Corrections & Amplifications

THE NATIONAL CENTER for Employee Ownership is in Oakland, Calif. A Dec. 17 Marketplace article incorrectly reported it is in Kansas City, Mo. In addition, the center estimates that 80% or more of the value of all stock options is awarded to managers. The center's director was quoted in the article as saying that amount is awarded to "senior executives."

(WSJ Dec. 31, 2002)

WORRIED HE was missing a once-in-a-lifetime boom, Roy Satterthwaite decided to grab a piece of the action.

It was the late 1990s, and the stock options of the dot-com world were an almost irresistible magnet. Giving in to the pull, Mr. Satterthwaite left a $150,000-a-year job at International Business Machines Corp., eventually landing at Commerce One Inc. as a vice president and general manager. In early 2000, just seven months after starting at the e-commerce software company, he cashed in his first stock options -- and became a millionaire. Buying a vacation house at Lake Tahoe, he was able to pay the whole amount with one check.

The lure of option riches inspired Mr. Satterthwaite and his colleagues to put in 100-hour weeks -- presumably a plus for the company. But it also skewed their priorities, he says. Feeling they were in a desperate race with start-up rivals, he says, he and colleagues both inside and outside Commerce One increasingly focused their efforts on making sales and cutting deals that would increase revenue. That was the number investors seized on -- the one that boosted the stock price. The problem was that the company's nascent infrastructure often wasn't up to the task of supporting all those sales, he says.

"It was all a mad rush for the next customer sale, versus focusing on making previous customer transactions successful," recalls Mr. Satterthwaite, who today is an executive in residence at CommerceNet, a not-for-profit technology incubator in Palo Alto, Calif. "You were really only required to look good at a certain point in time, and as you rose with the rising tide of the market, you could cash out."
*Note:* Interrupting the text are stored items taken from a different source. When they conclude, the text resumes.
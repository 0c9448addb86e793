//! `fundr auth` command - Accounts and sign-in

use clap::Subcommand;
use console::style;
use dialoguer::{theme::ColorfulTheme, Password};
use miette::{IntoDiagnostic, Result};

use crate::cli::helpers::{print_record, Workspace};
use crate::cli::{GlobalOpts, OutputFormat};
use crate::core::backend::AuthResponse;
use crate::core::session::Session;
use crate::entities::Role;

#[derive(Subcommand, Debug)]
pub enum AuthCommands {
    /// Create an account and sign in
    Register {
        /// Email address (used to log in)
        email: String,

        /// Display name
        name: String,

        /// Which side of the marketplace you are on
        #[arg(long, short = 'r', value_enum)]
        role: Role,

        /// Password (prompted when omitted)
        #[arg(long, env = "FUNDR_PASSWORD", hide_env_values = true)]
        password: Option<String>,
    },

    /// Sign in with an existing account
    Login {
        email: String,

        /// Password (prompted when omitted)
        #[arg(long, env = "FUNDR_PASSWORD", hide_env_values = true)]
        password: Option<String>,
    },

    /// Sign out and revoke the saved session
    Logout,

    /// Show the signed-in user
    Whoami,
}

pub fn run(cmd: AuthCommands, global: &GlobalOpts) -> Result<()> {
    match cmd {
        AuthCommands::Register {
            email,
            name,
            role,
            password,
        } => run_register(&email, &name, role, password, global),
        AuthCommands::Login { email, password } => run_login(&email, password, global),
        AuthCommands::Logout => run_logout(global),
        AuthCommands::Whoami => run_whoami(global),
    }
}

fn password_or_prompt(password: Option<String>, confirm: bool) -> Result<String> {
    if let Some(password) = password {
        return Ok(password);
    }
    let theme = ColorfulTheme::default();
    let mut prompt = Password::with_theme(&theme).with_prompt("Password");
    if confirm {
        prompt = prompt.with_confirmation("Confirm password", "Passwords do not match");
    }
    prompt.interact().into_diagnostic()
}

fn run_register(
    email: &str,
    name: &str,
    role: Role,
    password: Option<String>,
    global: &GlobalOpts,
) -> Result<()> {
    let ws = Workspace::open(global)?;
    let backend = ws.backend()?;
    let password = password_or_prompt(password, true)?;
    let auth = backend
        .register(email, &password, name, role)
        .map_err(|e| miette::miette!("{}", e))?;
    save_and_report(&ws, &backend, auth, "Registered", global)
}

fn run_login(email: &str, password: Option<String>, global: &GlobalOpts) -> Result<()> {
    let ws = Workspace::open(global)?;
    let backend = ws.backend()?;
    let password = password_or_prompt(password, false)?;
    let auth = backend
        .login(email, &password)
        .map_err(|e| miette::miette!("{}", e))?;
    save_and_report(&ws, &backend, auth, "Logged in", global)
}

fn save_and_report(
    ws: &Workspace,
    backend: &crate::core::backend::Backend,
    auth: AuthResponse,
    verb: &str,
    global: &GlobalOpts,
) -> Result<()> {
    let file = ws.session_file();
    if let Some(previous) = file.token() {
        // Signing in as someone else replaces the old session
        backend.logout(&previous).map_err(|e| miette::miette!("{}", e))?;
    }
    let session = Session::begin(backend, auth.token).map_err(|e| miette::miette!("{}", e))?;
    file.save(&session).into_diagnostic()?;

    if !global.quiet {
        let user = session.user();
        println!(
            "{} {} as {} ({})",
            style("✓").green(),
            verb,
            style(&user.email).cyan(),
            user.role
        );
    }
    Ok(())
}

fn run_logout(global: &GlobalOpts) -> Result<()> {
    let ws = Workspace::open(global)?;
    let backend = ws.backend()?;
    let file = ws.session_file();

    match file.resume(&backend) {
        Ok(session) => {
            let email = session.user().email.clone();
            session.end(&backend).map_err(|e| miette::miette!("{}", e))?;
            if !global.quiet {
                println!("{} Logged out {}", style("✓").green(), style(email).cyan());
            }
        }
        Err(_) => {
            if !global.quiet {
                println!("{} Not logged in", style("!").yellow());
            }
        }
    }
    file.remove().into_diagnostic()?;
    Ok(())
}

fn run_whoami(global: &GlobalOpts) -> Result<()> {
    let ws = Workspace::open(global)?;
    let backend = ws.backend()?;
    let session = ws.session(&backend)?;
    let user = session.user();

    match ws.format(global) {
        OutputFormat::Id => println!("{}", user.id),
        OutputFormat::Json | OutputFormat::Yaml => print_record(user, ws.format(global))?,
        _ => {
            println!("{} <{}>", style(&user.name).bold(), user.email);
            println!("  Role: {}", user.role);
            println!("  ID:   {}", style(&user.id).cyan());
        }
    }
    Ok(())
}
Throughout Silicon Valley, Mr. Satterthwaite says, options "motivated us to a selfish, short-term view" by promoting rapid sales growth at the expense of the detail-oriented work of building an infrastructure. "They did not create what I believe the shareholders want, which is long-term value. In many ways, they were a house of cards."

Amid a slide in revenue and continuing, albeit reduced, net losses, the company's shares in 4 p.m. trading on the Nasdaq Stock Market stood at $3.36, down 14 cents and far off their 52-week high of $43.70, set on Jan. 4.

Commerce One declined to comment.

Stock options were once championed by consultants, professors, investors and politicians as the ideal golden carrot -- an incentive for executives and valued employees to improve corporate performance by aligning their fortunes with those of shareholders.

And that has happened -- occasionally.

At the same time, many current corporate ills, from frequent job-hopping to outright fraud, can be traced at least in part to the proliferation of options in the 1980s and early '90s, according to regulators, investigators and even some of the beneficiaries themselves.

What went wrong?

For one thing, the option-as-carrot premise assumes that self-interest dictates prudence. Not so -- in fact, often just the opposite. "When everything you've worked for and built is at stake, when your entire ability to go through the rest of your life is at stake, there's a tendency to take extra risk," says Steven M.H. Wallman, a Securities and Exchange Commission member from 1994 to 1997.

Federal Reserve Chairman Alan Greenspan this year blamed "poorly structured" options as a major contributor to the "infectious greed" that gripped business in the 1990s. "The incentives they created overcame the good judgment of too many corporate managers," he testified before the Senate Banking Committee.

Edward F. Walsh, a compensation consultant who helped to design option plans for Campbell Soup Co. and PepsiCo Inc., recalls how options first gained currency when business was struggling in the early 1980s. The theory "was that it would be good if you walked in the same shoes as the shareholder," says Mr. Walsh, who served as Campbell's human-resources head in the mid-1980s.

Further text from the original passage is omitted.